Wanting very much to keep me alive, they’ve attempted all conceivable ways to help: spending tens of thousands of dollars on treatment, hospitals, rehab, therapists, doctors, and dentists.  Arguing with insurance companies on my behalf, fighting for more comprehensive care.  Seeing me through divorce and bankruptcy.  Moving me back home and opening their own homes to me, all the while providing financial and emotional support.  Straining their own relationships, prioritizing my needs at the expense of my siblings.

I am a living, breathing investment.

And then.  

Then, the true and full extent of my family’s unconditional love, support and patience was tested when I had my first psychotic manic episode.  I had initially not been diagnosed with Bipolar Disorder because, for years, doctors, psychologists, therapists, and counselors had been focused on the presenting symptoms of my eating disorder.  Forest…trees…you get it.  
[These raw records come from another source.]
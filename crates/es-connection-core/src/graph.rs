// crates/es-connection-core/src/graph.rs
// ============================================================================
// Module: Constraint Graph
// Description: Requires and conflicts relationships between connection fields.
// Purpose: Encode every cross-field rule once for all renderers.
// Dependencies: crate::catalog, serde
// ============================================================================

//! ## Overview
//! Requires edges are directed: `field` being set obligates `requires` to be
//! set. Conflicts are declared once per unordered pair and expanded into both
//! directions when the graph is built, so symmetry holds by construction.
//!
//! The graph is built lazily on first use and shared read-only afterwards.

// ============================================================================
// SECTION: Imports
// ============================================================================

use std::sync::LazyLock;

use serde::Serialize;

use crate::catalog::FieldName;

// ============================================================================
// SECTION: Edge Types
// ============================================================================

/// Rule family a requires edge belongs to.
///
/// The resolver gates edges by family, not by field name.
#[derive(Debug, Clone, Copy, PartialEq, Eq, PartialOrd, Ord, Hash, Serialize)]
#[serde(rename_all = "snake_case")]
pub enum RequiresKind {
    /// Basic-auth username/password pairing.
    Credential,
    /// Client certificate and private key pairing in the same encoding.
    ClientCertificate,
}

/// Directed "also requires" edge.
#[derive(Debug, Clone, Copy, PartialEq, Eq, PartialOrd, Ord, Hash, Serialize)]
pub struct RequiresEdge {
    /// Field whose presence triggers the rule.
    pub field: FieldName,
    /// Field that must also be set.
    pub requires: FieldName,
    /// Rule family.
    pub kind: RequiresKind,
}

/// Directed "mutually exclusive" edge. The reverse edge is always present.
#[derive(Debug, Clone, Copy, PartialEq, Eq, PartialOrd, Ord, Hash, Serialize)]
pub struct ConflictsEdge {
    /// Field carrying the rule.
    pub field: FieldName,
    /// Field that must not be set alongside `field`.
    pub conflicts_with: FieldName,
}

// ============================================================================
// SECTION: Edge Tables
// ============================================================================

/// Requires edges in declaration order.
const REQUIRES: [RequiresEdge; 6] = [
    requires(FieldName::Username, FieldName::Password, RequiresKind::Credential),
    requires(FieldName::Password, FieldName::Username, RequiresKind::Credential),
    requires(FieldName::CertFile, FieldName::KeyFile, RequiresKind::ClientCertificate),
    requires(FieldName::KeyFile, FieldName::CertFile, RequiresKind::ClientCertificate),
    requires(FieldName::CertData, FieldName::KeyData, RequiresKind::ClientCertificate),
    requires(FieldName::KeyData, FieldName::CertData, RequiresKind::ClientCertificate),
];

/// Unordered conflict pairs; expanded to both directions at build time.
const CONFLICT_PAIRS: [(FieldName, FieldName); 7] = [
    // API-key auth excludes basic auth.
    (FieldName::ApiKey, FieldName::Username),
    (FieldName::ApiKey, FieldName::Password),
    (FieldName::CaFile, FieldName::CaData),
    // No mixing file and inline client-auth material.
    (FieldName::CertFile, FieldName::CertData),
    (FieldName::CertFile, FieldName::KeyData),
    (FieldName::KeyFile, FieldName::CertData),
    (FieldName::KeyFile, FieldName::KeyData),
];

/// Shorthand constructor for requires table entries.
const fn requires(field: FieldName, required: FieldName, kind: RequiresKind) -> RequiresEdge {
    RequiresEdge {
        field,
        requires: required,
        kind,
    }
}

// ============================================================================
// SECTION: Graph
// ============================================================================

/// Full, scope-independent constraint graph.
#[derive(Debug, Clone, PartialEq, Eq, Serialize)]
pub struct ConstraintGraph {
    /// Every requires edge.
    requires: Vec<RequiresEdge>,
    /// Every conflicts edge, both directions.
    conflicts: Vec<ConflictsEdge>,
}

impl ConstraintGraph {
    /// Builds a graph from requires edges and unordered conflict pairs.
    fn build(requires: &[RequiresEdge], conflict_pairs: &[(FieldName, FieldName)]) -> Self {
        debug_assert!(
            requires.iter().all(|edge| edge.field != edge.requires),
            "requires edge must join two distinct fields"
        );
        debug_assert!(
            conflict_pairs.iter().all(|(left, right)| left != right),
            "conflict pair must join two distinct fields"
        );
        let mut conflicts = Vec::with_capacity(conflict_pairs.len() * 2);
        for &(left, right) in conflict_pairs {
            conflicts.push(ConflictsEdge {
                field: left,
                conflicts_with: right,
            });
            conflicts.push(ConflictsEdge {
                field: right,
                conflicts_with: left,
            });
        }
        Self {
            requires: requires.to_vec(),
            conflicts,
        }
    }

    /// Returns every requires edge, regardless of scope.
    #[must_use]
    pub fn requires_edges(&self) -> &[RequiresEdge] {
        &self.requires
    }

    /// Returns every conflicts edge in both directions.
    #[must_use]
    pub fn conflicts_edges(&self) -> &[ConflictsEdge] {
        &self.conflicts
    }

    /// Returns true when `field` and `other` are mutually exclusive.
    #[must_use]
    pub fn conflicts(&self, field: FieldName, other: FieldName) -> bool {
        self.conflicts.iter().any(|edge| edge.field == field && edge.conflicts_with == other)
    }
}

/// Process-wide constraint graph.
static GRAPH: LazyLock<ConstraintGraph> =
    LazyLock::new(|| ConstraintGraph::build(&REQUIRES, &CONFLICT_PAIRS));

/// Returns the process-wide constraint graph.
#[must_use]
pub fn constraint_graph() -> &'static ConstraintGraph {
    &GRAPH
}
 Around the time of my divorce, my family had helped moved me back home, at their time and expense, I might add, but I’d already been relapsing into Anorexia once again.  Historically my anorexia has always manifested as sub-type 2: purging type.  What this means is, that I primarily restrict my calorie intake, but if I do binge, or even eat normal portion sizes, I will purge through vomiting.  During anorectic relapses, this behavior is always accompanied by excessive exercise.  I normally run 45 minutes to an hour, but during a relapse, a two to three-hour workout would be about average for me.  OCD behaviors always intensify during these times as well.  

Having refused to go to inpatient eating disorder treatment during this relapse,  I was seeing both a medical doctor and an outpatient therapist regularly, at my family’s behest.  The doctor, in an attempt to treat my “depression and anxiety” prescribed me anti-depressants, which promptly sent me into full blown mania.  

Starvation-and not in the hyperbolic sense, mind you-combined with, well, basically speed for Bipolar people, made me a fucking lunatic.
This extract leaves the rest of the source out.